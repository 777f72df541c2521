//! Retry logic for one logical download (a single video or a whole playlist).
//!
//! Failures are split in two:
//! - transient failures are retried up to `max_retries` with a fixed delay
//! - credential failures go to the playlist fallback (playlist URLs) or to a
//!   credential refresh followed by exactly one more attempt
//!
//! The refreshed attempt is a bonus on top of the regular retry loop and is
//! never followed by further retries. Callers rely on that bounded attempt
//! count, so keep the asymmetry.

use std::future::Future;
use std::time::{Duration, Instant};

use async_trait::async_trait;

use crate::core::config;
use crate::download::ytdlp_errors::{is_cookie_expired, is_playlist_url};

/// Retry strategy configuration.
#[derive(Debug, Clone, PartialEq, Eq)]
pub struct RetryPolicy {
    /// Maximum number of retries after the first attempt
    pub max_retries: u32,
    /// Fixed delay before each retry
    pub retry_delay: Duration,
    /// Ask the user to refresh credentials on a credential failure
    pub cookie_refresh_enabled: bool,
    /// Fall back to per-video downloads when a playlist fails on credentials
    pub individual_download_on_playlist_failure: bool,
}

impl Default for RetryPolicy {
    fn default() -> Self {
        Self {
            max_retries: config::retry::DEFAULT_MAX_RETRIES,
            retry_delay: config::retry::default_retry_delay(),
            cookie_refresh_enabled: true,
            individual_download_on_playlist_failure: true,
        }
    }
}

impl RetryPolicy {
    /// Creates a new retry policy with default settings.
    pub fn new() -> Self {
        Self::default()
    }

    /// Sets the maximum number of retries.
    #[must_use]
    pub fn max_retries(mut self, max: u32) -> Self {
        self.max_retries = max;
        self
    }

    /// Sets the delay between retries.
    #[must_use]
    pub fn retry_delay(mut self, delay: Duration) -> Self {
        self.retry_delay = delay;
        self
    }

    /// Disables the credential refresh request.
    #[must_use]
    pub fn no_cookie_refresh(mut self) -> Self {
        self.cookie_refresh_enabled = false;
        self
    }

    /// Disables the per-video playlist fallback.
    #[must_use]
    pub fn no_playlist_fallback(mut self) -> Self {
        self.individual_download_on_playlist_failure = false;
        self
    }

    /// Policy equivalent of the user-facing retry switches: disabling retry
    /// means zero retries.
    pub fn from_switches(enable_retry: bool, max_retries: u32, enable_individual: bool) -> Self {
        Self {
            max_retries: if enable_retry { max_retries } else { 0 },
            individual_download_on_playlist_failure: enable_individual,
            ..Self::default()
        }
    }
}

/// Counters for one orchestrated call. Never shared between calls.
#[derive(Debug, Clone, Copy, Default, PartialEq, Eq)]
pub struct RetryAttemptState {
    /// Retries performed (the first attempt is not a retry)
    pub retry_count: u32,
    /// Operation invocations, including the first
    pub attempts: u32,
    /// A credential refresh was granted during this call
    pub refreshed: bool,
}

/// States the orchestrator moves through, recorded in order.
#[derive(Debug, Clone, Copy, PartialEq, Eq)]
pub enum RetryState {
    Attempting,
    Retrying,
    RefreshingCredential,
    ExpandingPlaylist,
    Succeeded,
    Failed,
}

/// How the orchestrated call ended.
#[derive(Debug)]
pub enum RetryOutcome<T, E> {
    Succeeded(T),
    /// The playlist fallback ran; `succeeded` is its own verdict
    PlaylistFallback { succeeded: bool },
    /// Last error seen
    Failed(E),
}

/// Result of an orchestrated call.
#[derive(Debug)]
pub struct RetryRun<T, E> {
    pub outcome: RetryOutcome<T, E>,
    pub state: RetryAttemptState,
    /// Every state entered, in order
    pub trace: Vec<RetryState>,
    /// Total time spent, delays included
    pub total_duration: Duration,
}

impl<T, E> RetryRun<T, E> {
    /// Returns true if the download (or its playlist fallback) succeeded.
    pub fn is_success(&self) -> bool {
        matches!(
            self.outcome,
            RetryOutcome::Succeeded(_) | RetryOutcome::PlaylistFallback { succeeded: true }
        )
    }
}

/// Classifies failures for the orchestrator.
pub trait Retryable: std::fmt::Display {
    /// Returns true if the failure means credentials are missing or expired.
    fn is_credential_error(&self) -> bool {
        is_cookie_expired(&self.to_string())
    }

    /// Returns true if the failure must end orchestration at once
    /// (validation errors, cancellation).
    fn is_fatal(&self) -> bool {
        false
    }
}

impl Retryable for String {}

impl Retryable for std::io::Error {}

impl Retryable for anyhow::Error {}

/// Collaborators the orchestrator calls out to.
#[async_trait]
pub trait RetryHooks: Send + Sync {
    /// Called before each retry with the new retry count and the reason.
    fn on_retry_attempt(&self, _retry_count: u32, _reason: &str) {}

    /// Asks the user to refresh credentials. `false` means declined.
    async fn request_credential_refresh(&self) -> bool {
        false
    }

    /// Downloads a playlist video by video. Returns true if at least one succeeded.
    async fn download_playlist_individually(&self, _url: &str) -> bool {
        false
    }
}

/// Hooks that decline everything.
#[derive(Debug, Default, Clone, Copy)]
pub struct NoHooks;

impl RetryHooks for NoHooks {}

/// Drives one logical download through the retry policy.
#[derive(Debug, Clone, Default)]
pub struct RetryOrchestrator {
    policy: RetryPolicy,
}

impl RetryOrchestrator {
    pub fn new(policy: RetryPolicy) -> Self {
        Self { policy }
    }

    pub fn policy(&self) -> &RetryPolicy {
        &self.policy
    }

    async fn pause(&self) {
        if !self.policy.retry_delay.is_zero() {
            tokio::time::sleep(self.policy.retry_delay).await;
        }
    }

    /// Runs `operation` for `url` until it succeeds or the policy gives up.
    pub async fn execute<F, Fut, T, E, H>(&self, url: &str, hooks: &H, mut operation: F) -> RetryRun<T, E>
    where
        F: FnMut() -> Fut,
        Fut: Future<Output = Result<T, E>>,
        E: Retryable,
        H: RetryHooks + ?Sized,
    {
        let start = Instant::now();
        let mut state = RetryAttemptState::default();
        let mut trace = Vec::new();

        let finish = |outcome: RetryOutcome<T, E>, state: RetryAttemptState, mut trace: Vec<RetryState>| {
            trace.push(match outcome {
                RetryOutcome::Failed(_) | RetryOutcome::PlaylistFallback { succeeded: false } => RetryState::Failed,
                _ => RetryState::Succeeded,
            });
            RetryRun {
                outcome,
                state,
                trace,
                total_duration: start.elapsed(),
            }
        };

        let err = loop {
            trace.push(RetryState::Attempting);
            state.attempts += 1;

            let err = match operation().await {
                Ok(value) => return finish(RetryOutcome::Succeeded(value), state, trace),
                Err(e) => e,
            };

            if err.is_fatal() {
                log::debug!("Attempt {} ended with a fatal error: {}", state.attempts, err);
                return finish(RetryOutcome::Failed(err), state, trace);
            }

            if err.is_credential_error() {
                break err;
            }

            if state.retry_count >= self.policy.max_retries {
                log::error!(
                    "All {} attempt(s) failed for {}: {}",
                    state.attempts,
                    url,
                    err
                );
                return finish(RetryOutcome::Failed(err), state, trace);
            }

            state.retry_count += 1;
            trace.push(RetryState::Retrying);
            log::warn!(
                "Attempt {}/{} failed (retrying in {:?}): {}",
                state.attempts,
                self.policy.max_retries + 1,
                self.policy.retry_delay,
                err
            );
            hooks.on_retry_attempt(state.retry_count, &err.to_string());
            self.pause().await;
        };

        log::warn!("🍪 Credential failure for {}: {}", url, err);

        if is_playlist_url(url) && self.policy.individual_download_on_playlist_failure {
            trace.push(RetryState::ExpandingPlaylist);
            log::info!("📋 Falling back to individual downloads for {}", url);
            let succeeded = hooks.download_playlist_individually(url).await;
            return finish(RetryOutcome::PlaylistFallback { succeeded }, state, trace);
        }

        if !self.policy.cookie_refresh_enabled {
            return finish(RetryOutcome::Failed(err), state, trace);
        }

        trace.push(RetryState::RefreshingCredential);
        let refreshed = hooks.request_credential_refresh().await;
        if !refreshed || state.retry_count >= self.policy.max_retries {
            log::info!(
                "Credential refresh {} (retries used: {}/{})",
                if refreshed { "granted but no retries left" } else { "declined" },
                state.retry_count,
                self.policy.max_retries
            );
            return finish(RetryOutcome::Failed(err), state, trace);
        }

        // One extra attempt with fresh credentials; whatever it returns is final
        state.retry_count += 1;
        state.refreshed = true;
        trace.push(RetryState::Retrying);
        hooks.on_retry_attempt(state.retry_count, "retry after cookie refresh");
        self.pause().await;

        trace.push(RetryState::Attempting);
        state.attempts += 1;
        match operation().await {
            Ok(value) => finish(RetryOutcome::Succeeded(value), state, trace),
            Err(e) => {
                log::error!("Attempt after credential refresh failed for {}: {}", url, e);
                finish(RetryOutcome::Failed(e), state, trace)
            }
        }
    }
}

→ **GOAL OF THE EXERCISE**: For this exercise, gather every line of the data that contains the word "orchestrated".

→ **TASK RESPONSE**:
/// Counters for one orchestrated call. Never shared between calls.
/// How the orchestrated call ended.
/// Result of an orchestrated call.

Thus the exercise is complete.